In binomial distribution with five Bernoulli’s trials, the probability of one and two success are 0.4096 and 0.2048 respectively. Find the probability of success.

#### Solution

Given: X ~ B(n = 5, p)

The probability of X successes is

P(X = x) = `"^nC_x p^x q^(n - x)`, x = 0, 1, 2,...,n

i.e.
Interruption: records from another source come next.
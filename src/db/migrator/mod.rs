use sea_orm_migration::prelude::*;

mod m20260301_initial;

pub struct Migrator;

#[async_trait::async_trait]
impl MigratorTrait for Migrator {
    fn migrations() -> Vec<Box<dyn MigrationTrait>> {
        vec![Box::new(m20260301_initial::Migration)]
    }
}
use anyhow::{Context, Result};
use serde::{Deserialize, Serialize};
use std::path::{Path, PathBuf};
use tracing::info;

/// Development fallbacks for the two signing keys. Production deployments
/// must override both via `ROADCALL_ACCESS_SECRET` / `ROADCALL_REFRESH_SECRET`.
const DEV_ACCESS_SECRET: &str = "roadcall-dev-access-secret-change-me";
const DEV_REFRESH_SECRET: &str = "roadcall-dev-refresh-secret-change-me";

#[derive(Debug, Clone, Serialize, Deserialize)]
#[serde(default)]
pub struct Config {
    pub general: GeneralConfig,

    pub server: ServerConfig,

    pub auth: AuthConfig,

    pub geo: GeoConfig,

    pub cleanup: CleanupConfig,
}

#[derive(Debug, Clone, Serialize, Deserialize)]
#[serde(default)]
pub struct GeneralConfig {
    pub database_path: String,

    pub log_level: String,

    /// Number of tokio worker threads (default: 2)
    /// Set to 0 to use the number of CPU cores
    pub worker_threads: usize,

    /// Maximum database connections (default: 5)
    pub max_db_connections: u32,

    /// Minimum database connections (default: 1)
    pub min_db_connections: u32,
}

impl Default for GeneralConfig {
    fn default() -> Self {
        Self {
            database_path: "sqlite:data/roadcall.db".to_string(),
            log_level: "info".to_string(),
            worker_threads: 2,
            max_db_connections: 5,
            min_db_connections: 1,
        }
    }
}

#[derive(Debug, Clone, Serialize, Deserialize)]
#[serde(default)]
pub struct ServerConfig {
    pub port: u16,

    pub cors_allowed_origins: Vec<String>,
}

impl Default for ServerConfig {
    fn default() -> Self {
        Self {
            port: 5050,
            cors_allowed_origins: vec![
                "http://localhost:5050".to_string(),
                "http://127.0.0.1:5050".to_string(),
            ],
        }
    }
}

#[derive(Debug, Clone, Serialize, Deserialize)]
#[serde(default)]
pub struct AuthConfig {
    /// Access token lifetime in minutes (default: 15).
    pub access_ttl_minutes: i64,

    /// Refresh token lifetime in days (default: 7).
    pub refresh_ttl_days: i64,

    /// OTP validity window in minutes (default: 5).
    pub otp_ttl_minutes: i64,

    /// When true, every OTP is the fixed demo code and the code is echoed
    /// in the send-otp response. Must be off in production, where codes
    /// are cryptographically random and delivered out of band.
    pub demo_otp: bool,

    /// OTP send throttling policy.
    pub otp_throttle: OtpThrottleConfig,
}

impl Default for AuthConfig {
    fn default() -> Self {
        Self {
            access_ttl_minutes: 15,
            refresh_ttl_days: 7,
            otp_ttl_minutes: 5,
            demo_otp: true,
            otp_throttle: OtpThrottleConfig::default(),
        }
    }
}

#[derive(Debug, Clone, Serialize, Deserialize)]
#[serde(default)]
pub struct OtpThrottleConfig {
    /// Max send-otp requests per phone in the window before 429.
    pub max_attempts: i32,

    /// Rolling window for counting sends.
    pub window_seconds: i64,
}

impl Default for OtpThrottleConfig {
    fn default() -> Self {
        Self {
            max_attempts: 5,
            window_seconds: 5 * 60,
        }
    }
}

#[derive(Debug, Clone, Serialize, Deserialize)]
#[serde(default)]
pub struct GeoConfig {
    /// Platform-wide default search radius in kilometers.
    pub default_radius_km: f64,

    /// Hard cap on the requested radius.
    pub max_radius_km: f64,
}

impl Default for GeoConfig {
    fn default() -> Self {
        Self {
            default_radius_km: 15.0,
            max_radius_km: 200.0,
        }
    }
}

#[derive(Debug, Clone, Serialize, Deserialize)]
#[serde(default)]
pub struct CleanupConfig {
    pub enabled: bool,

    /// Seconds between expiry sweeps (default: 600).
    pub sweep_interval_seconds: u64,

    /// Optional cron schedule; overrides the interval when set.
    pub cron_expression: Option<String>,
}

impl Default for CleanupConfig {
    fn default() -> Self {
        Self {
            enabled: true,
            sweep_interval_seconds: 600,
            cron_expression: None,
        }
    }
}

impl Default for Config {
    fn default() -> Self {
        Self {
            general: GeneralConfig::default(),
            server: ServerConfig::default(),
            auth: AuthConfig::default(),
            geo: GeoConfig::default(),
            cleanup: CleanupConfig::default(),
        }
    }
}

impl Config {
    pub fn load() -> Result<Self> {
        let paths = Self::config_paths();

        for path in &paths {
            if path.exists() {
                info!("Loading config from: {}", path.display());
                return Self::load_from_path(path);
            }
        }

        info!("No config file found, using defaults");
        Ok(Self::default())
    }

    pub fn load_from_path(path: &Path) -> Result<Self> {
        let content = std::fs::read_to_string(path)
            .with_context(|| format!("Failed to read config file: {}", path.display()))?;

        let config: Self = toml::from_str(&content)
            .with_context(|| format!("Failed to parse config file: {}", path.display()))?;

        Ok(config)
    }

    pub fn save_to_path(&self, path: &Path) -> Result<()> {
        if let Some(parent) = path.parent() {
            std::fs::create_dir_all(parent)?;
        }

        let content = toml::to_string_pretty(self)?;
        std::fs::write(path, content)?;
        info!("Config saved to: {}", path.display());
        Ok(())
    }

    fn config_paths() -> Vec<PathBuf> {
        let mut paths = vec![PathBuf::from("config.toml")];

        if let Some(config_dir) = dirs::config_dir() {
            paths.push(config_dir.join("roadcall").join("config.toml"));
        }

        if let Some(home) = dirs::home_dir() {
            paths.push(home.join(".roadcall").join("config.toml"));
        }

        paths
    }

    pub fn create_default_if_missing() -> Result<bool> {
        let path = PathBuf::from("config.toml");
        if path.exists() {
            Ok(false)
        } else {
            let config = Self::default();
            config.save_to_path(&path)?;
            info!("Created default config file: {}", path.display());
            Ok(true)
        }
    }

    pub fn validate(&self) -> Result<()> {
        if self.auth.access_ttl_minutes <= 0 || self.auth.refresh_ttl_days <= 0 {
            anyhow::bail!("Token lifetimes must be positive");
        }

        if self.auth.otp_ttl_minutes <= 0 {
            anyhow::bail!("OTP validity window must be positive");
        }

        if self.geo.default_radius_km <= 0.0 || self.geo.default_radius_km > self.geo.max_radius_km
        {
            anyhow::bail!("Default search radius must be within (0, max_radius_km]");
        }

        Ok(())
    }

    /// Access-token signing key: env override or the built-in dev default.
    #[must_use]
    pub fn access_secret() -> String {
        match std::env::var("ROADCALL_ACCESS_SECRET") {
            Ok(secret) if !secret.is_empty() => secret,
            _ => DEV_ACCESS_SECRET.to_string(),
        }
    }

    /// Refresh-token signing key, deliberately distinct from the access
    /// key so a leaked key cannot be used across token classes.
    #[must_use]
    pub fn refresh_secret() -> String {
        match std::env::var("ROADCALL_REFRESH_SECRET") {
            Ok(secret) if !secret.is_empty() => secret,
            _ => DEV_REFRESH_SECRET.to_string(),
        }
    }
}

#[cfg(test)]
mod tests {
    use super::*;

    #[test]
    fn test_default_config() {
        let config = Config::default();
        assert_eq!(config.auth.access_ttl_minutes, 15);
        assert_eq!(config.auth.refresh_ttl_days, 7);
        assert!(config.auth.demo_otp);
        assert!((config.geo.default_radius_km - 15.0).abs() < f64::EPSILON);
        assert_eq!(config.auth.otp_throttle.max_attempts, 5);
    }

    #[test]
    fn test_config_serialization() {
        let config = Config::default();
        let toml_str = toml::to_string_pretty(&config).unwrap();
        assert!(toml_str.contains("[general]"));
        assert!(toml_str.contains("[auth]"));
        assert!(toml_str.contains("[geo]"));
    }

    #[test]
    fn test_config_deserialization() {
        let toml_str = r#"
            [general]
            log_level = "debug"

            [auth]
            access_ttl_minutes = 30
        "#;

        let config: Config = toml::from_str(toml_str).unwrap();
        assert_eq!(config.general.log_level, "debug");
        assert_eq!(config.auth.access_ttl_minutes, 30);

        assert_eq!(config.auth.refresh_ttl_days, 7);
    }

    #[test]
    fn test_validate_rejects_bad_radius() {
        let mut config = Config::default();
        config.geo.default_radius_km = 0.0;
        assert!(config.validate().is_err());
    }
}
P(X = x) = `"^5C_x p^x q^(5 - x)`, x = 0, 1, 2, 3, 4, 5

Probabilities of one and two successes are

P(X = 1) = `"^5C_1 p^1 q^(5 - 1)`

and P(X = 2) = `"^5C_2 p^2 q^(5 - 2)` respectively

Given: P(X = 1) = 0.4096 and P(X = 2) = 0.2048

∴ `("P"("X" = 2))/("P"("X" = 1)) = 0.2048/0.4096`

i.e. `(""^5C_2 p^2 q^(5 - 2))/("^5C_1 p^2 q^(5 - 1)) = 1/2`

i.e. `2 xx ""^5C_2 p^2 q^3 = 1 xx ""^5C_1 "pq"^4`

i.e. `2 xx (5 xx 4)/(1 xx 2) xx "p"^2 "q"^3 = 1 xx 5 xx "pq"^4`

i.e. `20 "p"^2"q"^3 = 5"pq"^4`

i.e. 4p = q

i.e. 4p = 1 - p

i.e. 5p = 1

∴ p = `1/5`

Hence, the probability of success is `1/5`.